Dans son communiqué il affirme que «la libération de nos prisonniers des prisons de l’occupation vers les hôpitaux à la suite de tortures confirme la laideur de ce à quoi ils sont soumis dans les prisons israéliennes»  et averti que «les violations horribles et continues contre nos prisonniers sont des crimes de guerre qui nécessitent une intervention internationale pour les arrêter et demander des comptes à leurs auteurs».

Même si officiellement, le CICR n’a pas évoqué, dans son communiqué d’hier, l’état des prisonniers palestiniens, le journal israélien de gauche The Haaretz, cite une source sécuritaire sans la nommer : «Le CICR  a exprimé sa colère face à la manière dont les services pénitentiaires israéliens ont traité les prisonniers de sécurité lors de leur libération de la prison de Ketziot, située au désert de Neguev, hier.»  Tous les témoignages des prisonniers palestiniens libérés se rejoignent pour raconter l’horreur vécue dans les centres de détention, qualifiés de «mouroir».

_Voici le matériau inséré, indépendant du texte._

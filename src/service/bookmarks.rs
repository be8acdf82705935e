//! Bookmarks file handling.
//!
//! One bookmark per line: `URI[ SPACE label]`. Order in the file is the
//! display order. Lines that are not valid UTF-8 are skipped.

use std::path::{Path, PathBuf};

use directories::{BaseDirs, ProjectDirs};
use log::{debug, warn};
use tokio::fs;
use tokio::sync::broadcast;

use crate::error::{FsError, FsErrorKind, FsResult};
use crate::path::FilePath;

#[derive(Debug, Clone, PartialEq, Eq)]
pub struct Bookmark {
    pub uri: String,
    pub name: Option<String>,
}

impl Bookmark {
    pub fn new(uri: impl Into<String>, name: Option<String>) -> Self {
        Self {
            uri: uri.into(),
            name,
        }
    }

    fn parse_line(line: &str) -> Option<Self> {
        let line = line.trim_end_matches('\r');
        if line.trim().is_empty() || line.starts_with('#') {
            return None;
        }
        let (uri, name) = match line.split_once(' ') {
            Some((uri, label)) => {
                let label = label.trim();
                (uri, (!label.is_empty()).then(|| label.to_string()))
            }
            None => (line, None),
        };
        Some(Self::new(uri, name))
    }

    fn to_line(&self) -> String {
        match &self.name {
            Some(name) => format!("{} {}", self.uri, name),
            None => self.uri.clone(),
        }
    }
}

pub struct BookmarksService {
    bookmarks: Vec<Bookmark>,
    bookmarks_path: PathBuf,
    changed_tx: broadcast::Sender<()>,
}

impl BookmarksService {
    pub fn new() -> Self {
        Self::with_path(default_bookmarks_path())
    }

    pub fn with_path(path: PathBuf) -> Self {
        let (changed_tx, _) = broadcast::channel(16);
        Self {
            bookmarks: Vec::new(),
            bookmarks_path: path,
            changed_tx,
        }
    }

    pub fn path(&self) -> &Path {
        &self.bookmarks_path
    }

    /// Notified after every successful mutation.
    pub fn subscribe(&self) -> broadcast::Receiver<()> {
        self.changed_tx.subscribe()
    }

    /// Loads bookmarks from the file. A missing file is an empty list.
    pub async fn load(&mut self) -> FsResult<()> {
        self.bookmarks.clear();

        let content = match fs::read(&self.bookmarks_path).await {
            Ok(bytes) => bytes,
            Err(e) if e.kind() == std::io::ErrorKind::NotFound => return Ok(()),
            Err(e) => return Err(e.into()),
        };

        for (index, raw) in content.split(|b| *b == b'\n').enumerate() {
            let line = match std::str::from_utf8(raw) {
                Ok(line) => line,
                Err(_) => {
                    warn!(
                        "BookmarksService: skipping line {} of {}: not valid UTF-8",
                        index + 1,
                        self.bookmarks_path.display()
                    );
                    continue;
                }
            };
            if let Some(bookmark) = Bookmark::parse_line(line) {
                if !self.has_bookmark(&bookmark.uri) {
                    self.bookmarks.push(bookmark);
                }
            }
        }

        debug!(
            "BookmarksService: loaded {} bookmarks from {}",
            self.bookmarks.len(),
            self.bookmarks_path.display()
        );
        Ok(())
    }

    /// Saves bookmarks to the file, creating its directory when needed.
    pub async fn save(&self) -> FsResult<()> {
        if let Some(parent) = self.bookmarks_path.parent() {
            fs::create_dir_all(parent).await?;
        }

        let mut content = self
            .bookmarks
            .iter()
            .map(Bookmark::to_line)
            .collect::<Vec<_>>()
            .join("\n");
        if !content.is_empty() {
            content.push('\n');
        }
        fs::write(&self.bookmarks_path, content).await?;
        Ok(())
    }

    pub fn get_bookmarks(&self) -> Vec<Bookmark> {
        self.bookmarks.clone()
    }

    /// Inserts at `position` (end when `None` or out of range).
    /// Fails with `Exists` for a URI that is already bookmarked.
    pub fn insert_bookmark(
        &mut self,
        path: &FilePath,
        name: Option<String>,
        position: Option<usize>,
    ) -> FsResult<()> {
        let uri = path.as_uri();
        if self.has_bookmark(uri) {
            return Err(FsError::new(
                FsErrorKind::Exists,
                format!("{} is already bookmarked", uri),
            ));
        }
        let index = position
            .filter(|p| *p <= self.bookmarks.len())
            .unwrap_or(self.bookmarks.len());
        self.bookmarks.insert(index, Bookmark::new(uri, name));
        self.notify();
        Ok(())
    }

    pub fn add_bookmark(&mut self, path: &FilePath, name: Option<String>) -> FsResult<()> {
        self.insert_bookmark(path, name, None)
    }

    pub fn remove_bookmark(&mut self, path: &FilePath) -> FsResult<()> {
        let before = self.bookmarks.len();
        self.bookmarks.retain(|b| b.uri != path.as_uri());
        if self.bookmarks.len() == before {
            return Err(FsError::not_found(format!("Bookmark {}", path)));
        }
        self.notify();
        Ok(())
    }

    pub fn rename_bookmark(&mut self, path: &FilePath, name: Option<String>) -> FsResult<()> {
        let bookmark = self
            .bookmarks
            .iter_mut()
            .find(|b| b.uri == path.as_uri())
            .ok_or_else(|| FsError::not_found(format!("Bookmark {}", path)))?;
        bookmark.name = name;
        self.notify();
        Ok(())
    }

    pub fn move_bookmark(&mut self, path: &FilePath, position: usize) -> FsResult<()> {
        let from = self
            .bookmarks
            .iter()
            .position(|b| b.uri == path.as_uri())
            .ok_or_else(|| FsError::not_found(format!("Bookmark {}", path)))?;
        let bookmark = self.bookmarks.remove(from);
        let to = position.min(self.bookmarks.len());
        self.bookmarks.insert(to, bookmark);
        self.notify();
        Ok(())
    }

    pub fn has_bookmark(&self, uri: &str) -> bool {
        self.bookmarks.iter().any(|b| b.uri == uri)
    }

    pub fn get_bookmark(&self, uri: &str) -> Option<&Bookmark> {
        self.bookmarks.iter().find(|b| b.uri == uri)
    }

    fn notify(&self) {
        let _ = self.changed_tx.send(());
    }
}

impl Default for BookmarksService {
    fn default() -> Self {
        Self::new()
    }
}

/// `$XDG_CONFIG_HOME/gtk-3.0/bookmarks`, shared with other file choosers.
pub fn default_bookmarks_path() -> PathBuf {
    let config_dir = std::env::var("XDG_CONFIG_HOME")
        .ok()
        .map(PathBuf::from)
        .or_else(|| ProjectDirs::from("", "", "").map(|dirs| dirs.config_dir().to_path_buf()))
        .or_else(|| BaseDirs::new().map(|dirs| dirs.home_dir().join(".config")))
        .unwrap_or_else(|| std::env::temp_dir().join(".config"));

    config_dir.join("gtk-3.0").join("bookmarks")
}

Bon nombre de prisonniers sont devenus méconnaissables, et portent sur leur visage le poids de la douleur et de la maltraitance. Vêtus d’uniformes gris de prison, ces détenus, dont 118 condamnés à des peines lourdes (54 ), la perpétuité (11) ou non encore jugés ( 111),  arrêtés après le 7 octobre 2023, sont rentrés chez eux, comme des loques humaines. Parmi eux  150 (les peines lourdes et la condamnation à vie) ont été  renvoyés, à Ghaza. Ils ont eu un accueil indescriptible de la population. Dès l’arrivée des trois bus qui les transportaient, une marée humaine les a réceptionnés, sur le chemin de l’hôpital européen de la ville.